> Task directions:
Repeat every record exactly as written.
--- Records shown Enclosed Below ---
use dioxus::prelude::*;

use crate::components::{Audiences, Features, Hero, HowItWorks, InternshipTypes};

#[component]
pub fn Home() -> Element {
    rsx! {
        div { class: "page page-home",
            Hero {}
            Features {}
            Audiences {}
            HowItWorks {}
            InternshipTypes {}
        }
    }
}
--- End of Enclosed Records shown ---
> Response to the exercise:
use dioxus::prelude::*;

use crate::components::{Audiences, Features, Hero, HowItWorks, InternshipTypes};

#[component]
pub fn Home() -> Element {
    rsx! {
        div { class: "page page-home",
            Hero {}
            Features {}
            Audiences {}
            HowItWorks {}
            InternshipTypes {}
        }
    }
}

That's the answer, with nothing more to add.